PROBLEM REQUIREMENTS: The full set of records is to be reproduced verbatim.
BEGIN WORKING DATA
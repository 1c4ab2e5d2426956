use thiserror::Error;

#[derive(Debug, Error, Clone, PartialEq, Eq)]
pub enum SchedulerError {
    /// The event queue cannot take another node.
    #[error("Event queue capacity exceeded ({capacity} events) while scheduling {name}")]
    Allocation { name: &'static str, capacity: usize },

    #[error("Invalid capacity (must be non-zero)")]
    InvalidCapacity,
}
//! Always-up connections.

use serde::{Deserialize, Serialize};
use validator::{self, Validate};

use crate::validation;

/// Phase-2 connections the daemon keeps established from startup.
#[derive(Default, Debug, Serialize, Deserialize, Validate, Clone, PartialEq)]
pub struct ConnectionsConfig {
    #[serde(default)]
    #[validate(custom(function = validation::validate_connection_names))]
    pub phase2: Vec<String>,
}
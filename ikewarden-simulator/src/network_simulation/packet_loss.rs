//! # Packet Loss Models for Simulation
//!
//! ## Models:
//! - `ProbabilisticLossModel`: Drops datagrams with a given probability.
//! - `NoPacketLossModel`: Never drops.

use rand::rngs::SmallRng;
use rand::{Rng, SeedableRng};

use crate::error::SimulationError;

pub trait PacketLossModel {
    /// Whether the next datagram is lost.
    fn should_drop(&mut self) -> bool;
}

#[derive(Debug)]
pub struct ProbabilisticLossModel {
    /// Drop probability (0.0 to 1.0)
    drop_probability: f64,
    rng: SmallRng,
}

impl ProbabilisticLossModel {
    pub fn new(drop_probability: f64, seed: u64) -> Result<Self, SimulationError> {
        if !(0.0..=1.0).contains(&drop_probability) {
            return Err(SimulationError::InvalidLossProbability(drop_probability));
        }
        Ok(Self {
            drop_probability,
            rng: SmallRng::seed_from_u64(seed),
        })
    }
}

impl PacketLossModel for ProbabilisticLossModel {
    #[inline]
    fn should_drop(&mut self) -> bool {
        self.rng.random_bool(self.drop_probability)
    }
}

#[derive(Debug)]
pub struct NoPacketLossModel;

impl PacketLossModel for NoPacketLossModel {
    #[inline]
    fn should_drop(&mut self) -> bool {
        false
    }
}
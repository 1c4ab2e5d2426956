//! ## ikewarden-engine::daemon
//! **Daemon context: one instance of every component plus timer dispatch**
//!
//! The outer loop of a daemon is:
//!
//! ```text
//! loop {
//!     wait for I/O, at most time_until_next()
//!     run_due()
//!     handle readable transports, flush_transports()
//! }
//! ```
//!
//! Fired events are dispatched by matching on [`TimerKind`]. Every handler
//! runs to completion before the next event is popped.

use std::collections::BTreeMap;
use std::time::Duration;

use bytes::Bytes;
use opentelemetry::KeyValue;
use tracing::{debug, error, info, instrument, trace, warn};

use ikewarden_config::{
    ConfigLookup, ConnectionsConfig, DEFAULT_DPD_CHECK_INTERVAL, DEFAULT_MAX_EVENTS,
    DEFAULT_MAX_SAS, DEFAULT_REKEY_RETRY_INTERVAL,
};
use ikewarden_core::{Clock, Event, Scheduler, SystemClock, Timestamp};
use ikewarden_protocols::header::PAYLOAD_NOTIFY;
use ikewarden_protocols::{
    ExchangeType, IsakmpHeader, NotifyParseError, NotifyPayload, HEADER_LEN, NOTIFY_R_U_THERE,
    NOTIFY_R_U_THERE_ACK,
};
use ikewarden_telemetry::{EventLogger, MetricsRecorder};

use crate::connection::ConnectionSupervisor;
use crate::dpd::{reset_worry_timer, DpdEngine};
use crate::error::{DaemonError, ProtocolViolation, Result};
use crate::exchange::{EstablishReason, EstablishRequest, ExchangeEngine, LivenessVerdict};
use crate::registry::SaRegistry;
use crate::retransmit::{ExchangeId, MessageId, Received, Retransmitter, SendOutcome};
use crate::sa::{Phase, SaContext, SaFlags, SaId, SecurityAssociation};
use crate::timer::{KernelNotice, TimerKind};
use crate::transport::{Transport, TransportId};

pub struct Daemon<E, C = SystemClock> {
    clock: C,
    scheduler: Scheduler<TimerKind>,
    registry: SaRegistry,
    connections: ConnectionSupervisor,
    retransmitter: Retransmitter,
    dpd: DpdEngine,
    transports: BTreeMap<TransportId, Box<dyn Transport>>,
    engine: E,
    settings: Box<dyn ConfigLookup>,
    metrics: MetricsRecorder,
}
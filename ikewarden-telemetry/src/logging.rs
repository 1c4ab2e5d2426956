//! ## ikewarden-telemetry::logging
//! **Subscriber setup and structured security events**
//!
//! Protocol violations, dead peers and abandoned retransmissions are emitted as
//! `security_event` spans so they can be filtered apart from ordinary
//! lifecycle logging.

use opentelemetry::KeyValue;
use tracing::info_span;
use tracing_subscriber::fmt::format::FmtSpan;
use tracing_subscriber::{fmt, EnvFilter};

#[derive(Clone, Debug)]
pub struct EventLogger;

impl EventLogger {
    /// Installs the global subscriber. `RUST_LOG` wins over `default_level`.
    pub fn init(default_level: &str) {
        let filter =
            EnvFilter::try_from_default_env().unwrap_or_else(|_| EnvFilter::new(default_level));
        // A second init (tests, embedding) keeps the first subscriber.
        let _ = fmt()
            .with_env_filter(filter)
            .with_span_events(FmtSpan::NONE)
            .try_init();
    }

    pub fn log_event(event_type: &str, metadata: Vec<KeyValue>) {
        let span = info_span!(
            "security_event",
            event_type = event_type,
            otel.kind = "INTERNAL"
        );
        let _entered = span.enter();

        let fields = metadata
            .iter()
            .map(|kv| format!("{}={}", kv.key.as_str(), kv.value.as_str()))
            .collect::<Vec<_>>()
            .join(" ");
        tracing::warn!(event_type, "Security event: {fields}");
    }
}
END WORKING DATA
ANSWER SECTION:
repository 1c4ab2e5d2426956
use thiserror::Error;

#[derive(Debug, Error, Clone, PartialEq, Eq)]
pub enum SchedulerError {
    /// The event queue cannot take another node.
    #[error("Event queue capacity exceeded ({capacity} events) while scheduling {name}")]
    Allocation { name: &'static str, capacity: usize },

    #[error("Invalid capacity (must be non-zero)")]
    InvalidCapacity,
}
//! Always-up connections.

use serde::{Deserialize, Serialize};
use validator::{self, Validate};

use crate::validation;

/// Phase-2 connections the daemon keeps established from startup.
#[derive(Default, Debug, Serialize, Deserialize, Validate, Clone, PartialEq)]
pub struct ConnectionsConfig {
    #[serde(default)]
    #[validate(custom(function = validation::validate_connection_names))]
    pub phase2: Vec<String>,
}
filename ikewarden-simulator/src/network_simulation/packet_loss.rs
//! # Packet Loss Models for Simulation
//!
//! ## Models:
//! - `ProbabilisticLossModel`: Drops datagrams with a given probability.
//! - `NoPacketLossModel`: Never drops.

use rand::rngs::SmallRng;
use rand::{Rng, SeedableRng};

use crate::error::SimulationError;

pub trait PacketLossModel {
    /// Whether the next datagram is lost.
    fn should_drop(&mut self) -> bool;
}

#[derive(Debug)]
pub struct ProbabilisticLossModel {
    /// Drop probability (0.0 to 1.0)
    drop_probability: f64,
    rng: SmallRng,
}

impl ProbabilisticLossModel {
    pub fn new(drop_probability: f64, seed: u64) -> Result<Self, SimulationError> {
        if !(0.0..=1.0).contains(&drop_probability) {
            return Err(SimulationError::InvalidLossProbability(drop_probability));
        }
        Ok(Self {
            drop_probability,
            rng: SmallRng::seed_from_u64(seed),
        })
    }
}

impl PacketLossModel for ProbabilisticLossModel {
    #[inline]
    fn should_drop(&mut self) -> bool {
        self.rng.random_bool(self.drop_probability)
    }
}

#[derive(Debug)]
pub struct NoPacketLossModel;

impl PacketLossModel for NoPacketLossModel {
    #[inline]
    fn should_drop(&mut self) -> bool {
        false
    }
}
repository 1c4ab2e5d2426956
//! ## ikewarden-engine::daemon
//! **Daemon context: one instance of every component plus timer dispatch**
//!
//! The outer loop of a daemon is:
//!
//! ```text
//! loop {
//!     wait for I/O, at most time_until_next()
//!     run_due()
//!     handle readable transports, flush_transports()
//! }
//! ```
//!
//! Fired events are dispatched by matching on [`TimerKind`]. Every handler
//! runs to completion before the next event is popped.

use std::collections::BTreeMap;
use std::time::Duration;

use bytes::Bytes;
use opentelemetry::KeyValue;
use tracing::{debug, error, info, instrument, trace, warn};

use ikewarden_config::{
    ConfigLookup, ConnectionsConfig, DEFAULT_DPD_CHECK_INTERVAL, DEFAULT_MAX_EVENTS,
    DEFAULT_MAX_SAS, DEFAULT_REKEY_RETRY_INTERVAL,
};
use ikewarden_core::{Clock, Event, Scheduler, SystemClock, Timestamp};
use ikewarden_protocols::header::PAYLOAD_NOTIFY;
use ikewarden_protocols::{
    ExchangeType, IsakmpHeader, NotifyParseError, NotifyPayload, HEADER_LEN, NOTIFY_R_U_THERE,
    NOTIFY_R_U_THERE_ACK,
};
use ikewarden_telemetry::{EventLogger, MetricsRecorder};

use crate::connection::ConnectionSupervisor;
use crate::dpd::{reset_worry_timer, DpdEngine};
use crate::error::{DaemonError, ProtocolViolation, Result};
use crate::exchange::{EstablishReason, EstablishRequest, ExchangeEngine, LivenessVerdict};
use crate::registry::SaRegistry;
use crate::retransmit::{ExchangeId, MessageId, Received, Retransmitter, SendOutcome};
use crate::sa::{Phase, SaContext, SaFlags, SaId, SecurityAssociation};
use crate::timer::{KernelNotice, TimerKind};
use crate::transport::{Transport, TransportId};

pub struct Daemon<E, C = SystemClock> {
    clock: C,
    scheduler: Scheduler<TimerKind>,
    registry: SaRegistry,
    connections: ConnectionSupervisor,
    retransmitter: Retransmitter,
    dpd: DpdEngine,
    transports: BTreeMap<TransportId, Box<dyn Transport>>,
    engine: E,
    settings: Box<dyn ConfigLookup>,
    metrics: MetricsRecorder,
}
filename ikewarden-telemetry/src/logging.rs
repository 1c4ab2e5d2426956
//! ## ikewarden-telemetry::logging
//! **Subscriber setup and structured security events**
//!
//! Protocol violations, dead peers and abandoned retransmissions are emitted as
//! `security_event` spans so they can be filtered apart from ordinary
//! lifecycle logging.

use opentelemetry::KeyValue;
use tracing::info_span;
use tracing_subscriber::fmt::format::FmtSpan;
use tracing_subscriber::{fmt, EnvFilter};

#[derive(Clone, Debug)]
pub struct EventLogger;

impl EventLogger {
    /// Installs the global subscriber. `RUST_LOG` wins over `default_level`.
    pub fn init(default_level: &str) {
        let filter =
            EnvFilter::try_from_default_env().unwrap_or_else(|_| EnvFilter::new(default_level));
        // A second init (tests, embedding) keeps the first subscriber.
        let _ = fmt()
            .with_env_filter(filter)
            .with_span_events(FmtSpan::NONE)
            .try_init();
    }

    pub fn log_event(event_type: &str, metadata: Vec<KeyValue>) {
        let span = info_span!(
            "security_event",
            event_type = event_type,
            otel.kind = "INTERNAL"
        );
        let _entered = span.enter();

        let fields = metadata
            .iter()
            .map(|kv| format!("{}={}", kv.key.as_str(), kv.value.as_str()))
            .collect::<Vec<_>>()
            .join(" ");
        tracing::warn!(event_type, "Security event: {fields}");
    }
}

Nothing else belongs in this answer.